▸ TASK GOAL
This exercise calls for a copy of every line in the listing below that carries the word "command".

▸ SUPPLIED DATA
┄┄┄┄┄┄┄┄┄┄┄┄┄┄┄┄┄┄┄┄

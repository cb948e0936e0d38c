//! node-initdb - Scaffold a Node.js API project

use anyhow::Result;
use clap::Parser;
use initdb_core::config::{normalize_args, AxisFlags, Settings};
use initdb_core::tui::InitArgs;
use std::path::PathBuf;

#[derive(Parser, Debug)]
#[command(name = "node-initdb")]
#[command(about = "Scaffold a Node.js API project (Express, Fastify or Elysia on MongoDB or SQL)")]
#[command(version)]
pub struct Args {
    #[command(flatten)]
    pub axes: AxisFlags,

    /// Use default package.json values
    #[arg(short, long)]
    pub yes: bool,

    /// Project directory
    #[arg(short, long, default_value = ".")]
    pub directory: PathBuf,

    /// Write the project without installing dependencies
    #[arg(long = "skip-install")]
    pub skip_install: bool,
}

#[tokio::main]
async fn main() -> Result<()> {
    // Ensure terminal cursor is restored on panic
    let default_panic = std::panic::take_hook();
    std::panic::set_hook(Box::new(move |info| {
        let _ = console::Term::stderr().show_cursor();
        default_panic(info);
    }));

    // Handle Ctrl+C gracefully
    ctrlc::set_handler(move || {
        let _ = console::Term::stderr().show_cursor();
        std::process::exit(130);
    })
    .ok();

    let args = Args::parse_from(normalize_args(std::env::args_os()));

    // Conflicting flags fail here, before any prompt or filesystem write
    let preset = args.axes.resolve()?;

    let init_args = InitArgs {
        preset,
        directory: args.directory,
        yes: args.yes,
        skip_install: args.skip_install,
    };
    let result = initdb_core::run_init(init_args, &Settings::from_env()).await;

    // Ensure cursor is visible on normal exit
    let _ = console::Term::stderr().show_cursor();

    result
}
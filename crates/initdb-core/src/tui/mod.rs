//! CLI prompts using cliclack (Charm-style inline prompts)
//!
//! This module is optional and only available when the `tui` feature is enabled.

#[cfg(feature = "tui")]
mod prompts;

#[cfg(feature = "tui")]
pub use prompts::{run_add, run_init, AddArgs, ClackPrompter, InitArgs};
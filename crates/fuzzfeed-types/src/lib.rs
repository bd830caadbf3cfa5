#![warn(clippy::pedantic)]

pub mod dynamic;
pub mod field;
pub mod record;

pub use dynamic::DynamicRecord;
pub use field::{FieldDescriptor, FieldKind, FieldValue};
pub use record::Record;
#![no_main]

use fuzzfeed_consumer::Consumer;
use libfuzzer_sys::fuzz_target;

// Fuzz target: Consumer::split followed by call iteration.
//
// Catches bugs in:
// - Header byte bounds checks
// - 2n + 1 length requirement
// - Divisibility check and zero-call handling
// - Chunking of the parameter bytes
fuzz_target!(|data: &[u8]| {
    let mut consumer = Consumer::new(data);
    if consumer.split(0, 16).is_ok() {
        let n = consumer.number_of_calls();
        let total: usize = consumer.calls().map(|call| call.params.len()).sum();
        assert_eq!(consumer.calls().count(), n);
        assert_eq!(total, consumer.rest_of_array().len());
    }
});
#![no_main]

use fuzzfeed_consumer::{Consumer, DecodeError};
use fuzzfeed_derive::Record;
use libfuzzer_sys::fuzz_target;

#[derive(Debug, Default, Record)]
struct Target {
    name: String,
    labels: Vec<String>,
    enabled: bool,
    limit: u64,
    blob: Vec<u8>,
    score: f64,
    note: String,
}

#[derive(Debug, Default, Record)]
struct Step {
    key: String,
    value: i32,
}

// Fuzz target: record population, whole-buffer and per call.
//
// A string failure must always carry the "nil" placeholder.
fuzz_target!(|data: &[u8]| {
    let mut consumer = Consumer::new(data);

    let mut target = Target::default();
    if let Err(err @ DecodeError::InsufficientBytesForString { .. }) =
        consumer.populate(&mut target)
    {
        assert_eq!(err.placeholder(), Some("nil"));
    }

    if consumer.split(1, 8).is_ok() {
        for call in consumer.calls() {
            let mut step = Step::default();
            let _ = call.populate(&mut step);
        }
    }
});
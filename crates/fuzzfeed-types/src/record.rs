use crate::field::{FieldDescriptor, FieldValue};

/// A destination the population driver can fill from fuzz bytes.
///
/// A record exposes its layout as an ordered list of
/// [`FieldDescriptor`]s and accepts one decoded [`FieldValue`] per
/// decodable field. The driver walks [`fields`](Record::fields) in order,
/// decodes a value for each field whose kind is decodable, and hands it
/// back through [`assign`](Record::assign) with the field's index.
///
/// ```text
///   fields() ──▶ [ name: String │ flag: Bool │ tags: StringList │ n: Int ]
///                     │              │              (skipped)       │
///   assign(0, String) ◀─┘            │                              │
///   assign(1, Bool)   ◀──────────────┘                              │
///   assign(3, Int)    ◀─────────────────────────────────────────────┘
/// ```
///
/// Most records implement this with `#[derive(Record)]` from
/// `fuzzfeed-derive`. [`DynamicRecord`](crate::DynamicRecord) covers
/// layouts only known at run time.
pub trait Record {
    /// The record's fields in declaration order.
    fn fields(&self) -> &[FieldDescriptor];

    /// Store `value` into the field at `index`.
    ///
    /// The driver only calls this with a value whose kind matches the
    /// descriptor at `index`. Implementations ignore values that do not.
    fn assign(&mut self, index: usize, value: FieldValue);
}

┄┄┄┄┄┄┄┄┄┄┄┄┄┄┄┄┄┄┄┄

▸ WRITTEN RESPONSE
#[command(name = "node-initdb")]
#[command(about = "Scaffold a Node.js API project (Express, Fastify or Elysia on MongoDB or SQL)")]
#[command(version)]
    #[command(flatten)]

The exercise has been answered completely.